Intraperitoneal injection model
AQP4-IgG or (non-NMO) control human IgG (5 mg/kg body weight) was injected intraperitoneally. At 24 h, clinical motor scores were recorded, as adapted from scoring used for neuroinflammation models in rodents : score 0, normal movement; score 1, tail paralysis; score 2, hindlimb paralysis; score 3, hindlimb and frontlimb paresis with breathing difficulty; score 4, complete paralysis with moribund condition. Then rats were deeply anesthetized using ketamine (100 mg/kg) and xylazine (10 mg/kg) and transcardially perfused with 200 mL heparinized PBS and 200 mL of 4% PFA in PBS. Brain, optic nerve, spinal cord (cervical), skeletal muscle, kidney and stomach were removed and post-fixed for 4 h in 4% paraformaldehyde (PFA) and cryoprotected in 20% sucrose. Tissues were embedding in OCT compound and sectioned at 7-μm thickness using a cryostat (CM1900, Leica) for immunofluorescence. For complement inhibition studies, Compinh (50 mg/kg) was injected intravenously just before and 12 h after intraperitoneal AQP4-IgG (or control IgG) administration.

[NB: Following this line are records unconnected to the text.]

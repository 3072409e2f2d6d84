//! Exporting the current selection
//!
//! Three targets are supported:
//!
//! - **CSV** and **JSON**: one row per selected record
//! - **Groups**: the selection merged into a group database file, either as
//!   one named group or as the existing groups restricted to the selection
//!
//! Exports take a [`SelectedView`], so a caller can narrow one set with
//! [`SelectionEngine::with_override`](crate::selection::SelectionEngine::with_override)
//! and export just that.

pub mod error;

pub use error::ExportError;

use crate::groupdb::GroupDatabase;
use crate::library::{GroupMap, NameComparison};
use crate::selection::SelectedView;
use clap::ValueEnum;
use serde::Serialize;
use std::io::Write;
use std::path::PathBuf;

/// Output format of an export
#[derive(ValueEnum, Debug, Clone, Copy, PartialEq, Eq)]
pub enum ExportFormat {
    /// Comma separated values, one record per line
    Csv,
    /// A JSON array of records
    Json,
    /// Merge into a binary group database
    Groups,
}

/// One exported record
#[derive(Debug, Clone, PartialEq, Serialize)]
pub struct ExportRow {
    pub set_title: String,
    pub artist: String,
    pub author: String,
    pub version: String,
    pub hash: String,
    pub set_online_id: Option<i32>,
    pub stars: f64,
    pub length: f64,
    pub bpm: f64,
    pub mode: &'static str,
    pub status: &'static str,
}

/// Rows for every selected record, in load order
#[must_use]
pub fn rows(view: SelectedView<'_>) -> Vec<ExportRow> {
    view.records()
        .map(|(set, record)| ExportRow {
            set_title: set.title.clone(),
            artist: set.artist.clone(),
            author: record.metadata.author.clone(),
            version: record.metadata.version.clone(),
            hash: record.hash.clone(),
            set_online_id: record.set_online_id,
            stars: record.star_rating,
            length: record.length,
            bpm: record.bpm,
            mode: record.mode.name(),
            status: record.status.name(),
        })
        .collect()
}

/// Write the selection as CSV with a header row
///
/// # Errors
///
/// Returns `ExportError::Csv` if writing fails.
pub fn write_csv(view: SelectedView<'_>, writer: impl Write) -> Result<usize, ExportError> {
    let mut csv = csv::Writer::from_writer(writer);
    let rows = rows(view);
    for row in &rows {
        csv.serialize(row)?;
    }
    csv.flush()?;
    Ok(rows.len())
}

/// Write the selection as a pretty printed JSON array
///
/// # Errors
///
/// Returns `ExportError::Json` if writing fails.
pub fn write_json(view: SelectedView<'_>, mut writer: impl Write) -> Result<usize, ExportError> {
    let rows = rows(view);
    serde_json::to_writer_pretty(&mut writer, &rows)?;
    writeln!(writer)?;
    Ok(rows.len())
}

/// Where and how to merge a selection into a group database
#[derive(Debug, Clone)]
pub struct GroupExport {
    pub path: PathBuf,
    pub comparison: NameComparison,
    /// Version written to the header
    pub version: i32,
    /// Sort groups by name before writing
    pub sort: bool,
    /// Put the whole selection into this group instead of the existing ones
    pub group_name: Option<String>,
}

/// Outcome of a group export
#[derive(Debug, Clone, Copy, Default, PartialEq, Eq)]
pub struct GroupExportSummary {
    /// Groups merged from the selection
    pub groups: usize,
    /// Members not previously in the file
    pub added: usize,
}

/// Merge the selection into a group database and save it
///
/// The target file is created if it does not exist. An existing file that
/// cannot be read is an error and is left untouched.
///
/// # Errors
///
/// Returns `ExportError::EmptySelection` if nothing is selected and
/// `ExportError::GroupDb` if the file cannot be read or written.
pub fn merge_into_groups(
    view: SelectedView<'_>,
    groups: &GroupMap,
    target: &GroupExport,
) -> Result<GroupExportSummary, ExportError> {
    if view.counts().records == 0 {
        return Err(ExportError::EmptySelection);
    }

    let membership = match &target.group_name {
        Some(name) => vec![(
            name.clone(),
            view.records().map(|(_, r)| r.hash.clone()).collect(),
        )],
        None => view.group_membership(groups),
    };

    let mut db = GroupDatabase::open_or_create(&target.path, target.comparison)?;
    let mut summary = GroupExportSummary::default();
    for (name, members) in membership {
        summary.added += db.merge_group(&name, members);
        summary.groups += 1;
    }
    if target.sort {
        db.sort_by_name();
    }
    db.save(&target.path, target.version)?;

    log::info!(
        "Merged {} groups ({} new members) into {}",
        summary.groups,
        summary.added,
        target.path.display()
    );
    Ok(summary)
}

#[cfg(test)]
mod tests {
    use super::*;
    use crate::filters::Registry;
    use crate::groupdb::CURRENT_VERSION;
    use crate::library::Group;
    use crate::selection::SelectionEngine;
    use crate::testing::{fixed_context, sample_sets};
    use tempfile::TempDir;

    fn engine(filters: &[&str]) -> SelectionEngine {
        let groups = GroupMap::build(
            vec![
                Group::new("Favorites".into(), vec!["a1".into(), "b2".into()]),
                Group::new("Touhou".into(), vec!["c1".into(), "c2".into()]),
            ],
            NameComparison::CaseInsensitive,
        );
        let mut engine = SelectionEngine::new(sample_sets(), groups);
        for line in filters {
            let filter = Registry::parse_command(line, &fixed_context()).unwrap();
            engine.add_filter(filter, |_| {}).unwrap();
        }
        engine
    }

    fn target(dir: &TempDir, group_name: Option<&str>) -> GroupExport {
        GroupExport {
            path: dir.path().join("collection.db"),
            comparison: NameComparison::CaseInsensitive,
            version: CURRENT_VERSION,
            sort: false,
            group_name: group_name.map(String::from),
        }
    }

    #[test]
    fn test_csv_has_header_and_rows() {
        let engine = engine(&["stars 6"]);
        let mut out = Vec::new();
        let count = write_csv(engine.view(), &mut out).unwrap();
        assert_eq!(count, 2);

        let text = String::from_utf8(out).unwrap();
        let lines: Vec<&str> = text.lines().collect();
        assert!(lines[0].starts_with("set_title,artist,author,version,hash"));
        assert!(lines[1].contains("a3"));
        assert!(lines[2].contains("FREEDOM DiVE"));
    }

    #[test]
    fn test_json_array() {
        let engine = engine(&["mode taiko"]);
        let mut out = Vec::new();
        assert_eq!(write_json(engine.view(), &mut out).unwrap(), 1);
        let value: serde_json::Value = serde_json::from_slice(&out).unwrap();
        assert_eq!(value[0]["hash"], "c1");
        assert_eq!(value[0]["mode"], "taiko");
    }

    #[test]
    fn test_groups_export_restricts_existing_groups() {
        let dir = TempDir::new().unwrap();
        let engine = engine(&["stars 2"]);
        let target = target(&dir, None);

        let summary = merge_into_groups(engine.view(), engine.groups(), &target).unwrap();
        // c2 (1.8 stars) is filtered out
        assert_eq!(summary, GroupExportSummary { groups: 2, added: 3 });

        let db = GroupDatabase::open(&target.path, target.comparison).unwrap();
        assert_eq!(db.get("touhou").unwrap().members(), ["c1"]);
    }

    #[test]
    fn test_groups_export_into_named_group_merges() {
        let dir = TempDir::new().unwrap();
        let mut existing = GroupDatabase::new(NameComparison::CaseInsensitive);
        existing.merge_group("Hard", ["zz"]);
        existing.save(dir.path().join("collection.db"), CURRENT_VERSION).unwrap();

        let engine = engine(&["stars 6"]);
        let summary =
            merge_into_groups(engine.view(), engine.groups(), &target(&dir, Some("hard"))).unwrap();
        assert_eq!(summary, GroupExportSummary { groups: 1, added: 2 });

        let db = GroupDatabase::open(dir.path().join("collection.db"), NameComparison::CaseInsensitive)
            .unwrap();
        assert_eq!(db.len(), 1);
        assert_eq!(db.get("Hard").unwrap().members(), ["zz", "a3", "b2"]);
    }

    #[test]
    fn test_empty_selection_is_refused() {
        let dir = TempDir::new().unwrap();
        let engine = engine(&["bpm 999"]);
        let err = merge_into_groups(engine.view(), engine.groups(), &target(&dir, None)).unwrap_err();
        assert!(matches!(err, ExportError::EmptySelection));
        assert!(!dir.path().join("collection.db").exists());
    }

    #[test]
    fn test_corrupt_target_is_not_overwritten() {
        let dir = TempDir::new().unwrap();
        let path = dir.path().join("collection.db");
        std::fs::write(&path, [9, 9]).unwrap();
        let engine = engine(&[]);
        let err = merge_into_groups(engine.view(), engine.groups(), &target(&dir, None)).unwrap_err();
        assert!(matches!(err, ExportError::GroupDb(_)));
        assert_eq!(std::fs::read(&path).unwrap(), vec![9, 9]);
    }

    #[test]
    fn test_single_set_override_export() {
        let mut engine = engine(&[]);
        let set = engine.sets()[1].clone();
        let count = engine
            .with_override(set.id, vec![set.records[1].id], |view| {
                rows(view).into_iter().filter(|r| r.set_title == set.title).count()
            })
            .unwrap();
        assert_eq!(count, 1);
        assert_eq!(rows(engine.view()).len(), 7);
    }
}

Frozen sections of harvested tissues were immunostained as described . Briefly, sections were incubated in blocking solution (1% BSA containing 0.3% Triton X-100 in PBS) for 1 h at room temperature, then incubated overnight at 4 °C with primary antibodies against AQP4 (1:200, Santa Cruz Biotechnology), human IgG (1:200, Santa Cruz Biotechnology), C5b-9 (1:100, Hycult Biotech, PA), CD45 (1:50, Cambridge, MA), CD59 and CD55 (1:50, LSBio, Seattle, WA), CD46 (1:50, Abcam, MA), GFAP (1:200; Millipore), ionized calcium binding adaptor molecule 1 (Iba1; 1:400, Wako, Richmond, VA), or myelin basic protein (MBP, 1:100, Santa Cruz Biotechnology), followed by the appropriate species-specific Alexa Fluor-conjugated secondary antibody for 1 h (5 μg/mL each, Invitrogen) at room temperature. Sections were mounted with Prolong Gold antifade reagent with DAPI (Invitrogen, Life Technologies, Eugene, OR) for visualization of immunofluorescence on a Leica fluorescence microscope or Nikon confocal microscope.
Data are presented as mean ± S.E.M. Statistical analysis was performed using Prism 5 GraphPad Software package (San Diego, CA). The normality of the data was established by Bartlett’s test for equal variances and a one-way ANOVA with Newmann-Keuls post-hoc test to compare groups.